Hands-on Exercise 5b: Visual Correlation Analysis

Published

February 4, 2024

Modified

February 8, 2024

1 Getting Started

In this exercise, we will use corrplot, ggpubr, plotly and tidyverse in RStudio.

The code chunk below uses p_load() of pacman package to check if these packages are installed in the computer and load them onto your working R environment.

pacman::p_load(corrplot, ggstatsplot, tidyverse)

The code chunk below imports the data into R environment by using read_csv() function of readr package.

wine <- read_csv("data/wine_quality.csv")

2 Building Correlation Matrix: pairs() method

In this section you will learn how to create a scatterplot matrix by using the pairs function of R Graphics.

2.1 Building a basic correlation matrix

Figure below shows the scatter plot matrix of Wine Quality Data. It is a 11 by 11 matrix.

pairs(wine[,1:11])

The required input of pairs() can be a matrix or data frame. The code chunk used to create the scatterplot matrix is relatively simple. It uses the default pairs function. Columns 2 to 12 of wine dataframe is used to build the scatterplot matrix.
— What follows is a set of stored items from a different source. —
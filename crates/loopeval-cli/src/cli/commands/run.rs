use super::{config_error, ensure_parent_dir, exit_codes, open_store};
use crate::cli::args::RunArgs;
use crate::experiment_file::{ExperimentFile, LlmProvider, LlmSpec};
use crate::report::{self, RunReport};
use loopeval_core::config::EngineConfig;
use loopeval_core::context::Ctx;
use loopeval_core::dataset::MemoryEvalSets;
use loopeval_core::engine::{Engine, EngineBuilder};
use loopeval_core::evaluator::service::CreateEvaluator;
use loopeval_core::idgen::SnowflakeIds;
use loopeval_core::manager::CreateExperiment;
use loopeval_core::model::{EvaluatorFieldMapping, ExptStatus, TargetFieldMapping};
use loopeval_core::target::service::CreateTarget;
use loopeval_core::{EvalError, EvalResult};
use loopeval_evaluators::llm::{fake::FakeLlm, openai::OpenAIClient, LlmClient, Unconfigured};
use loopeval_evaluators::targets::StaticSources;
use std::collections::BTreeMap;
use std::sync::Arc;
use std::time::Duration;

const FAKE_FALLBACK: &str = r#"{"score": 1, "reason": "fake judge"}"#;

pub async fn cmd_run(args: RunArgs) -> anyhow::Result<i32> {
    let file = match ExperimentFile::load(&args.file) {
        Ok(f) => f,
        Err(e) => return config_error(e),
    };
    let cfg = match &args.config {
        Some(path) => match EngineConfig::load(path, args.strict_config) {
            Ok(c) => c,
            Err(e) => {
                eprintln!("{}", e);
                return Ok(exit_codes::CONFIG_ERROR);
            }
        },
        None => EngineConfig::default(),
    }
    .with_env();

    let llm = match build_llm(&file.llm) {
        Ok(l) => l,
        Err(e) => return config_error(e),
    };

    let ids = Arc::new(SnowflakeIds::default());
    let eval_sets = Arc::new(MemoryEvalSets::new(ids.clone()));
    let set_name = file.dataset.name.clone().unwrap_or_else(|| file.name.clone());
    let (_, set_version) = eval_sets.seed(file.space_id, &set_name, file.schema(), file.items())?;

    ensure_parent_dir(&args.db)?;
    let store = open_store(&args.db)?;
    let (evaluators, targets) = loopeval_evaluators::default_registries(llm, StaticSources::new());
    let engine = EngineBuilder::new(store, cfg)
        .ids(ids)
        .eval_sets(eval_sets)
        .evaluators(evaluators)
        .targets(targets)
        .build()?;
    engine.start().await?;

    let outcome = execute(&engine, &file, set_version.id, Duration::from_secs(args.timeout_secs)).await;
    engine.shutdown().await;
    let report = match outcome {
        Ok(r) => r,
        Err(EvalError::InvalidParam(msg)) => {
            eprintln!("config error: {}", msg);
            return Ok(exit_codes::CONFIG_ERROR);
        }
        Err(e) => return Err(e.into()),
    };

    if args.format == "json" {
        println!("{}", serde_json::to_string_pretty(&report)?);
    } else {
        report::print_summary(&report);
    }

    if report.experiment.status == ExptStatus::Success && report.all_passed() {
        Ok(exit_codes::OK)
    } else {
        Ok(exit_codes::EVAL_FAILED)
    }
}

fn build_llm(spec: &LlmSpec) -> anyhow::Result<Arc<dyn LlmClient>> {
    Ok(match spec.provider {
        LlmProvider::Fake => {
            let fallback = spec.fallback.clone().unwrap_or_else(|| FAKE_FALLBACK.to_string());
            let fake = spec.replies.iter().fold(FakeLlm::new(fallback), |f, r| f.reply(r.clone()));
            Arc::new(fake)
        }
        LlmProvider::Openai => {
            let mut client = OpenAIClient::from_env()?;
            if let Some(model) = &spec.model {
                client.default_model = model.clone();
            }
            if let Some(url) = &spec.base_url {
                client = client.with_base_url(url.clone());
            }
            Arc::new(client)
        }
        LlmProvider::None => Arc::new(Unconfigured),
    })
}

/// First free name of `base`, `base-2`, `base-3`... so reruns against one db work.
fn free_name(base: &str, is_free: impl Fn(&str) -> EvalResult<bool>) -> EvalResult<String> {
    if is_free(base)? {
        return Ok(base.to_string());
    }
    let mut n = 2;
    loop {
        let candidate = format!("{}-{}", base, n);
        if is_free(&candidate)? {
            return Ok(candidate);
        }
        n += 1;
    }
}

async fn execute(
    engine: &Engine,
    file: &ExperimentFile,
    eval_set_version_id: i64,
    timeout: Duration,
) -> EvalResult<RunReport> {
    let ctx = Ctx::system();
    let space = file.space_id;

    let (target_version_id, target_field_mapping) = match &file.target {
        Some(t) => {
            let created = engine
                .targets()
                .create(
                    &ctx,
                    CreateTarget {
                        space_id: space,
                        kind: t.kind,
                        source_id: t.source_id.clone(),
                        source_version: t.source_version.clone(),
                        config: t.config.clone(),
                    },
                )
                .await?;
            let mapping = TargetFieldMapping {
                from_eval_set: t.field_mapping.clone(),
            };
            (Some(created.target_version_id), mapping)
        }
        None => (None, TargetFieldMapping::default()),
    };

    let mut names = BTreeMap::new();
    let mut version_ids = Vec::new();
    let mut mappings = Vec::new();
    for spec in &file.evaluators {
        let draft = spec.draft().map_err(|e| EvalError::InvalidParam(e.to_string()))?;
        let svc = engine.evaluators();
        let name = free_name(&spec.name, |n| svc.check_name(space, n, None))?;
        let evaluator = svc
            .create(
                &ctx,
                CreateEvaluator {
                    space_id: space,
                    name,
                    description: spec.description.clone(),
                    draft,
                },
            )
            .await?;
        let version = svc.submit_version(&ctx, space, evaluator.id, "v1", "").await?;
        if !spec.from_eval_set.is_empty() || !spec.from_target.is_empty() {
            mappings.push(EvaluatorFieldMapping {
                evaluator_version_id: version.id,
                from_eval_set: spec.from_eval_set.clone(),
                from_target: spec.from_target.clone(),
            });
        }
        names.insert(version.id, spec.name.clone());
        version_ids.push(version.id);
    }

    let manager = engine.manager();
    let name = free_name(&file.name, |n| manager.check_name(space, n, None))?;
    let (expt, _) = manager
        .submit(
            &ctx,
            CreateExperiment {
                space_id: space,
                name,
                description: file.description.clone(),
                expt_type: Default::default(),
                source_type: Default::default(),
                source_id: None,
                max_alive_time_ms: file.max_alive_time_ms,
                item_concurrency: file.item_concurrency,
                evaluator_concurrency: file.evaluator_concurrency,
                eval_set_version_id,
                target_version_id,
                evaluator_version_ids: version_ids,
                target_field_mapping,
                evaluator_field_mapping: mappings,
            },
        )
        .await?;
    tracing::info!(event = "cli.submitted", expt_id = expt.id, items = file.dataset.items.len());

    let (experiment, aggregates) = engine.wait_for_aggregates(space, expt.id, timeout).await?;
    let stats = engine.store().get_stats(experiment.id)?;
    let evaluators = report::summarize(&names, &file.thresholds, &aggregates);
    Ok(RunReport {
        experiment,
        stats,
        evaluators,
        aggregates,
    })
}

#[cfg(test)]
mod tests {
    use super::*;

    #[test]
    fn test_free_name_suffixes_taken_names() {
        let taken = ["smoke", "smoke-2"];
        let name = free_name("smoke", |n| Ok(!taken.contains(&n))).unwrap();
        assert_eq!(name, "smoke-3");
        assert_eq!(free_name("fresh", |_| Ok(true)).unwrap(), "fresh");
    }
}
The variables are: fixed acidity, volatile acidity, citric acid, residual sugar, chlorides, free sulfur dioxide, total sulfur dioxide, density, pH, sulphates and alcohol.

pairs(wine[,2:12])

2.2 Drawing the lower corner

The upper.panel argument will be used to show the lower half of the correlation matrix.

pairs(wine[,2:12], upper.panel = NULL)

The lower.panel argument will be used to show the upper half of the correlation matrix.

pairs(wine[,2:12], lower.panel = NULL)

2.3 Including with correlation coefficients

panel.cor function will be used to show the correlation coefficient of each pair of variables instead of a scatter plot.

panel.cor <- function(x, y, digits=2, prefix="", cex.cor, ...) {
usr <- par("usr")
on.exit(par(usr))
par(usr = c(0, 1, 0, 1))
r <- abs(cor(x, y, use="complete.obs"))
txt <- format(c(r, 0.123456789), digits=digits)[1]
txt <- paste(prefix, txt, sep="")
if(missing(cex.cor)) cex.cor <- 0.8/strwidth(txt)
text(0.5, 0.5, txt, cex = cex.cor * (1 + r) / 2)
}

pairs(wine[,2:12], 
      upper.panel = panel.cor)

3 Visualizing Correlation Matrix: ggcormat()

There are at least three R packages provide function to plot corrgram which are:

On top that, some R package like ggstatsplot package also provides functions for building corrgram.

In this section, you will learn how to visualizing correlation matrix by using ggcorrmat() of ggstatsplot package.

3.1 The basic plot

One of the advantage of using ggcorrmat() over many other methods to visualize a correlation matrix is it is ability to provide a comprehensive and yet professional statistical report as shown in the figure below.

ggstatsplot::ggcorrmat(
  data = wine, 
  cor.vars = 1:11)

ggstatsplot::ggcorrmat(data = wine, 
  cor.vars = 1:11,
  ggcorrplot.args = list(outline.color = "black", 
                         hc.order = TRUE,
                         tl.cex = 10,
                         lab_size = 2.5),
  title    = "Correlogram for wine dataset",
  subtitle = "Four pairs are no significant at p < 0.05")

Things to learn from the code chunk above
  • cor.vars argument is used to compute the correlation matrix needed to build the corrgram.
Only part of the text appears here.